I was chatting with some friends the other day. Also single mums. Also trying to navigate 21-st Century dating with tiny stage-5 clingers. We got on to the topic of ‘dropping the baby bomb’ on an unsuspecting semi-interested male. A topic I could not stop thinking about for the next two weeks.
Let me start by prefacing, this is not something I have had to do just yet…I have resting bitch face and am painfully socially awkward so I haven’t engaged in anything with anyone who doesn’t already know about my little girl. But even in this, I’ve found it to be the perfect (unspoken) excuse for a man who kissed you on the way home (and for gods sake, it was a REALLY good kiss) to stop replying to your texts when, at least it seems to me, they realize the gravity of your situation in relation to theirs.
And I get it.
Meeting, getting to know and learning to love a woman is one fickle thing in and of itself…but when that woman has a full-time job and a tiny human they are solely responsible for keeping alive that is not yours…that may come as a bit of a hindrance to a romantic interest…trust me I know, it’s my life!

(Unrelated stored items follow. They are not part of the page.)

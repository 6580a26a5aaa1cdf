//! Host manager
//!
//! Owns the host index and drives the [`StateMachine`] for register, enable,
//! disable and refresh requests. Each host has its own lock: fact snapshot,
//! rule match, state write and handler run as one unit per host, while
//! different hosts are evaluated in parallel.

use crate::engine::StateMachine;
use crate::error::LifecycleError;
use crate::facts::FactProvider;
use crate::host::{Host, HostId, HostStatus};
use crate::rules::TransitionType;
use chrono::{DateTime, Utc};
use futures::StreamExt;
use serde::Serialize;
use std::collections::HashMap;
use std::sync::Arc;
use tokio::sync::{Mutex, RwLock};
use tracing::{debug, error, info, warn};

/// A managed host plus the outcome of its last evaluation.
#[derive(Debug, Clone, PartialEq, Eq, Serialize)]
#[serde(rename_all = "camelCase")]
pub struct HostRecord {
    /// The host itself
    pub host: Host,
    /// Set when the last evaluation found no matching transition
    #[serde(skip_serializing_if = "Option::is_none")]
    pub stuck: Option<String>,
    /// Set when the last post-transition handler failed
    #[serde(skip_serializing_if = "Option::is_none")]
    pub last_error: Option<String>,
    /// Time of the last evaluation
    #[serde(skip_serializing_if = "Option::is_none")]
    pub last_reconciled: Option<DateTime<Utc>>,
}

impl HostRecord {
    fn new(id: HostId) -> Self {
        Self {
            host: Host::new(id),
            stuck: None,
            last_error: None,
            last_reconciled: None,
        }
    }

    /// Message to show for the host.
    ///
    /// A stuck host reports why it is stuck instead of its status info.
    #[must_use]
    pub fn display_status(&self) -> &str {
        self.stuck.as_deref().unwrap_or(self.host.status_info())
    }
}

/// Result of evaluating one host during a bulk refresh.
#[derive(Debug)]
pub struct RefreshOutcome {
    /// Host evaluated
    pub host_id: HostId,
    /// State before the evaluation
    pub previous: HostStatus,
    /// New state, or why the evaluation failed
    pub result: Result<HostStatus, LifecycleError>,
}

impl RefreshOutcome {
    /// Whether the host changed state.
    #[must_use]
    pub fn changed(&self) -> bool {
        match &self.result {
            Ok(state) => *state != self.previous,
            Err(e) => e.selected_state().is_some_and(|state| state != self.previous),
        }
    }
}

/// Drives lifecycle transitions for a set of hosts.
pub struct HostManager {
    machine: StateMachine,
    facts: Arc<dyn FactProvider>,
    hosts: RwLock<HashMap<HostId, Arc<Mutex<HostRecord>>>>,
}

impl std::fmt::Debug for HostManager {
    fn fmt(&self, f: &mut std::fmt::Formatter<'_>) -> std::fmt::Result {
        f.debug_struct("HostManager")
            .field("machine", &self.machine)
            .finish_non_exhaustive()
    }
}

impl HostManager {
    /// Creates a manager with no hosts.
    pub fn new(machine: StateMachine, facts: Arc<dyn FactProvider>) -> Self {
        Self {
            machine,
            facts,
            hosts: RwLock::new(HashMap::new()),
        }
    }

    /// Registers a host, creating it on first registration.
    ///
    /// # Errors
    ///
    /// Returns the engine error if the registration could not be applied.
    pub async fn register_host(&self, id: HostId) -> Result<HostStatus, LifecycleError> {
        let record = {
            let mut hosts = self.hosts.write().await;
            Arc::clone(hosts.entry(id).or_insert_with(|| {
                info!("Adding host {} to the pool", id);
                Arc::new(Mutex::new(HostRecord::new(id)))
            }))
        };
        self.evaluate(&record, TransitionType::RegisterHost).await
    }

    /// Enables a disabled host.
    ///
    /// # Errors
    ///
    /// Returns [`LifecycleError::HostNotFound`] for unknown hosts, otherwise the engine error.
    pub async fn enable_host(&self, id: HostId) -> Result<HostStatus, LifecycleError> {
        self.apply(id, TransitionType::EnableHost).await
    }

    /// Disables a host.
    ///
    /// # Errors
    ///
    /// Returns [`LifecycleError::HostNotFound`] for unknown hosts, otherwise the engine error.
    pub async fn disable_host(&self, id: HostId) -> Result<HostStatus, LifecycleError> {
        self.apply(id, TransitionType::DisableHost).await
    }

    /// Re-evaluates one host against its current facts.
    ///
    /// # Errors
    ///
    /// Returns [`LifecycleError::HostNotFound`] for unknown hosts, otherwise the engine error.
    pub async fn refresh_host(&self, id: HostId) -> Result<HostStatus, LifecycleError> {
        self.apply(id, TransitionType::Refresh).await
    }

    /// Refreshes the given hosts, at most `concurrency` at a time.
    pub async fn refresh_hosts(
        &self,
        ids: impl IntoIterator<Item = HostId>,
        concurrency: usize,
    ) -> Vec<RefreshOutcome> {
        futures::stream::iter(ids)
            .map(|host_id| async move {
                let previous = self.get(host_id).await.map_or(HostStatus::Initial, |r| r.host.state());
                let result = self.refresh_host(host_id).await;
                RefreshOutcome {
                    host_id,
                    previous,
                    result,
                }
            })
            .buffer_unordered(concurrency.max(1))
            .collect()
            .await
    }

    /// Refreshes every managed host.
    pub async fn refresh_all(&self, concurrency: usize) -> Vec<RefreshOutcome> {
        let ids = self.host_ids().await;
        self.refresh_hosts(ids, concurrency).await
    }

    /// Removes a host from management.
    pub async fn remove_host(&self, id: HostId) -> Option<HostRecord> {
        let record = self.hosts.write().await.remove(&id)?;
        let record = record.lock().await.clone();
        info!("Removed host {} from the pool", id);
        Some(record)
    }

    /// Current record for a host.
    pub async fn get(&self, id: HostId) -> Option<HostRecord> {
        let record = self.hosts.read().await.get(&id).cloned()?;
        let record = record.lock().await.clone();
        Some(record)
    }

    /// Identifiers of all managed hosts, sorted.
    pub async fn host_ids(&self) -> Vec<HostId> {
        let mut ids: Vec<HostId> = self.hosts.read().await.keys().copied().collect();
        ids.sort();
        ids
    }

    /// Records of all managed hosts, sorted by identifier.
    pub async fn list(&self) -> Vec<HostRecord> {
        let mut records = Vec::new();
        for id in self.host_ids().await {
            if let Some(record) = self.get(id).await {
                records.push(record);
            }
        }
        records
    }

    async fn apply(&self, id: HostId, transition: TransitionType) -> Result<HostStatus, LifecycleError> {
        let record = self
            .hosts
            .read()
            .await
            .get(&id)
            .cloned()
            .ok_or(LifecycleError::HostNotFound(id))?;
        self.evaluate(&record, transition).await
    }

    async fn evaluate(
        &self,
        record: &Mutex<HostRecord>,
        transition: TransitionType,
    ) -> Result<HostStatus, LifecycleError> {
        let mut record = record.lock().await;
        let facts = self.facts.snapshot(&record.host).await;
        debug!(
            "Evaluating {} for host {} in {} ({} fact issues)",
            transition,
            record.host.id(),
            record.host.state(),
            facts.issues().len()
        );

        let result = self.machine.run(transition, &mut record.host, &facts).await;
        record.last_reconciled = Some(Utc::now());
        match &result {
            Ok(_) => {
                record.stuck = None;
                record.last_error = None;
            }
            Err(e @ LifecycleError::NoMatchingTransition { .. }) => {
                error!("Host {} is stuck: {}", record.host.id(), e);
                record.stuck = Some(e.to_string());
            }
            Err(e) => {
                warn!("Host {} evaluation failed: {}", record.host.id(), e);
                record.stuck = None;
                record.last_error = Some(e.to_string());
            }
        }
        result
    }
}

#[cfg(test)]
mod tests {
    use super::*;
    use crate::events::RecordingEventSink;
    use crate::facts::{Fact, HostFacts};
    use crate::handler::HostTransitionHandler;
    use crate::pool::pool_host_rule_table;
    use crate::status::{STATUS_INFO_DISCOVERING, STATUS_INFO_READY_TO_BE_MOVED};
    use std::sync::Mutex as StdMutex;

    /// Fact provider returning whatever facts the test last set.
    #[derive(Default)]
    struct StaticFacts(StdMutex<HashMap<HostId, HostFacts>>);

    impl StaticFacts {
        fn set(&self, id: HostId, facts: HostFacts) {
            self.0.lock().unwrap().insert(id, facts);
        }
    }

    #[async_trait::async_trait]
    impl FactProvider for StaticFacts {
        async fn snapshot(&self, host: &Host) -> HostFacts {
            self.0.lock().unwrap().get(&host.id()).cloned().unwrap_or_default()
        }
    }

    fn manager() -> (HostManager, Arc<StaticFacts>, RecordingEventSink) {
        let sink = RecordingEventSink::new();
        let facts = Arc::new(StaticFacts::default());
        let machine = StateMachine::new(
            Arc::new(pool_host_rule_table()),
            Arc::new(HostTransitionHandler::new(Arc::new(sink.clone()))),
        );
        (HostManager::new(machine, facts.clone()), facts, sink)
    }

    #[tokio::test]
    async fn test_register_creates_discovering_host() {
        let (manager, _, _) = manager();
        let id = HostId::new();

        assert_eq!(manager.register_host(id).await.unwrap(), HostStatus::Discovering);
        let record = manager.get(id).await.unwrap();
        assert_eq!(record.host.status_info(), STATUS_INFO_DISCOVERING);
        assert!(record.last_reconciled.is_some());
    }

    #[tokio::test]
    async fn test_unknown_host_is_not_found() {
        let (manager, _, _) = manager();
        let result = manager.refresh_host(HostId::new()).await;
        assert!(matches!(result, Err(LifecycleError::HostNotFound(_))));
    }

    #[tokio::test]
    async fn test_stuck_host_has_distinct_status() {
        let (manager, facts, _) = manager();
        let id = HostId::new();
        manager.register_host(id).await.unwrap();
        facts.set(id, HostFacts::all(true).with(Fact::HasMinMemory, false));
        assert_eq!(manager.refresh_host(id).await.unwrap(), HostStatus::Insufficient);

        // Connected, but the inventory disappeared
        facts.set(id, HostFacts::all(true).with(Fact::HasInventory, false));
        let result = manager.refresh_host(id).await;
        assert!(matches!(result, Err(LifecycleError::NoMatchingTransition { .. })));

        let record = manager.get(id).await.unwrap();
        assert_eq!(record.host.state(), HostStatus::Insufficient);
        assert_eq!(
            record.display_status(),
            "No transition defined for RefreshStatus in state insufficient"
        );

        facts.set(id, HostFacts::all(true));
        manager.refresh_host(id).await.unwrap();
        let record = manager.get(id).await.unwrap();
        assert!(record.stuck.is_none());
        assert_eq!(record.display_status(), STATUS_INFO_READY_TO_BE_MOVED);
    }

    #[tokio::test]
    async fn test_handler_failure_keeps_selected_state() {
        let (manager, facts, sink) = manager();
        let id = HostId::new();
        manager.register_host(id).await.unwrap();

        sink.set_failing(true);
        facts.set(id, HostFacts::all(true));
        let err = manager.refresh_host(id).await.unwrap_err();
        assert_eq!(err.selected_state(), Some(HostStatus::ReadyToBeMoved));

        let record = manager.get(id).await.unwrap();
        assert_eq!(record.host.state(), HostStatus::ReadyToBeMoved);
        assert!(record.last_error.is_some());
        assert_eq!(record.host.status_info(), STATUS_INFO_DISCOVERING);

        // The next refresh retries the handler
        sink.set_failing(false);
        manager.refresh_host(id).await.unwrap();
        let record = manager.get(id).await.unwrap();
        assert!(record.last_error.is_none());
        assert_eq!(record.host.status_info(), STATUS_INFO_READY_TO_BE_MOVED);

        let events = sink.events();
        assert_eq!(events.len(), 2);
        assert!(events[1].message.contains("from discovering to ready-to-be-moved"));
    }

    #[tokio::test]
    async fn test_refresh_all_evaluates_every_host() {
        let (manager, facts, _) = manager();
        let ready = HostId::new();
        let lost = HostId::new();
        manager.register_host(ready).await.unwrap();
        manager.register_host(lost).await.unwrap();
        facts.set(ready, HostFacts::all(true));

        let outcomes = manager.refresh_all(4).await;
        assert_eq!(outcomes.len(), 2);
        assert!(outcomes.iter().all(RefreshOutcome::changed));

        assert_eq!(manager.get(ready).await.unwrap().host.state(), HostStatus::ReadyToBeMoved);
        assert_eq!(manager.get(lost).await.unwrap().host.state(), HostStatus::Disconnected);
    }

    #[tokio::test]
    async fn test_concurrent_evaluations_of_one_host_do_not_interleave() {
        let (manager, facts, sink) = manager();
        let manager = Arc::new(manager);
        let id = HostId::new();
        manager.register_host(id).await.unwrap();
        facts.set(id, HostFacts::all(true));

        let mut tasks = Vec::new();
        for _ in 0..16 {
            let manager = Arc::clone(&manager);
            tasks.push(tokio::spawn(async move { manager.refresh_host(id).await }));
        }
        for task in tasks {
            assert_eq!(task.await.unwrap().unwrap(), HostStatus::ReadyToBeMoved);
        }

        // One event for registration, one for the move to ready
        assert_eq!(sink.len(), 2);
    }

    #[tokio::test]
    async fn test_disable_enable_cycle() {
        let (manager, _, _) = manager();
        let id = HostId::new();
        manager.register_host(id).await.unwrap();

        assert_eq!(manager.disable_host(id).await.unwrap(), HostStatus::Disabled);
        assert_eq!(manager.register_host(id).await.unwrap(), HostStatus::Disabled);
        assert_eq!(manager.refresh_host(id).await.unwrap(), HostStatus::Disabled);
        assert_eq!(manager.enable_host(id).await.unwrap(), HostStatus::Discovering);

        let removed = manager.remove_host(id).await.unwrap();
        assert_eq!(removed.host.state(), HostStatus::Discovering);
        assert!(manager.list().await.is_empty());
    }
}
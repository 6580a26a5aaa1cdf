//! Status messages attached to host states

use crate::error::HandlerError;
use crate::facts::HostFacts;

/// Placeholder replaced by the failing hardware checks.
pub const FAILING_VALIDATIONS_PLACEHOLDER: &str = "$FAILING_VALIDATIONS";

/// Host stopped checking in.
pub const STATUS_INFO_DISCONNECTED: &str =
    "Host has stopped communicating with the installation service";

/// Host connected but has not reported its inventory.
pub const STATUS_INFO_DISCOVERING: &str = "Waiting for host to send hardware details";

/// Host is below at least one hardware minimum.
pub const STATUS_INFO_INSUFFICIENT_HARDWARE: &str =
    "Host does not meet the minimum hardware requirements: $FAILING_VALIDATIONS";

/// Host passed every check.
pub const STATUS_INFO_READY_TO_BE_MOVED: &str = "Host is ready to be moved to a cluster";

/// Host disabled by an operator.
pub const STATUS_INFO_DISABLED: &str = "Host was manually disabled";

const VALIDATION_SEPARATOR: &str = " ; ";

/// Renders a status template against a fact snapshot.
///
/// Templates without the placeholder are returned as-is. The placeholder is
/// replaced by every failing hardware check, in the fixed reporting order,
/// with the reason a fact could not be determined appended where one exists.
///
/// # Errors
///
/// Returns [`HandlerError::Template`] if the template asks for failing
/// validations but every hardware check passed.
pub fn render_status(template: &str, facts: &HostFacts) -> Result<String, HandlerError> {
    if !template.contains(FAILING_VALIDATIONS_PLACEHOLDER) {
        return Ok(template.to_string());
    }

    let failing: Vec<String> = facts
        .failing_hardware()
        .into_iter()
        .map(|fact| match facts.issue_for(fact) {
            Some(issue) => format!("{} ({})", fact.failure_reason(), issue.reason),
            None => fact.failure_reason().to_string(),
        })
        .collect();

    if failing.is_empty() {
        return Err(HandlerError::Template(
            "status requires failing validations but all hardware checks passed".to_string(),
        ));
    }

    Ok(template.replace(
        FAILING_VALIDATIONS_PLACEHOLDER,
        &failing.join(VALIDATION_SEPARATOR),
    ))
}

But that is ok, if that’s the way you feel, you were never going to be ready for this (me/us) anyway…and more to the point, you were never going to be good enough for Maya.
And that’s just it. I am not just dating anyone anymore. Casual flings are no longer a thing. For starters, I don’t have time. I can’t just drop what I’m doing to shave my legs at 9pm for a late-night visit anymore. Not. A. Thing.
If I start dating someone, I need to be a) interested b) attracted c) emotionally connected d) confident they will be good for Maya in whatever capacity they are introduced in.
That is a butt-load to consider, trust me. Considering how much trouble I have had finding someone I haven’t thrown in the ‘friend bucket’ after 2 dates in the past, I am in no position to be choosey.
But I have to be…because it’s not just me anymore.
If and when I do have to ‘drop the baby-bomb’, I will not be ashamed to do so. I have never been one to shy away from an honest conversation and I’d rather see up-front how you handle something like that. Thinking about getting to like someone and then telling them the truth about your life only to watch them revert back to hiding like a 13 year old in their first horror flick I feel would just send me into a ranting-tailspin. I am not ashamed of my little girl, she is my proudest achievement and the biggest joy in my life. She is also my number one priority.
So for me, it doesn’t so much feel like dropping a bomb because in my world, she is my world. She is not a burden nor a hindrance, she is the best thing in my life. And I 100% get someone else may not see it that way and that is fine, take your bat and ball son, you were never going to work.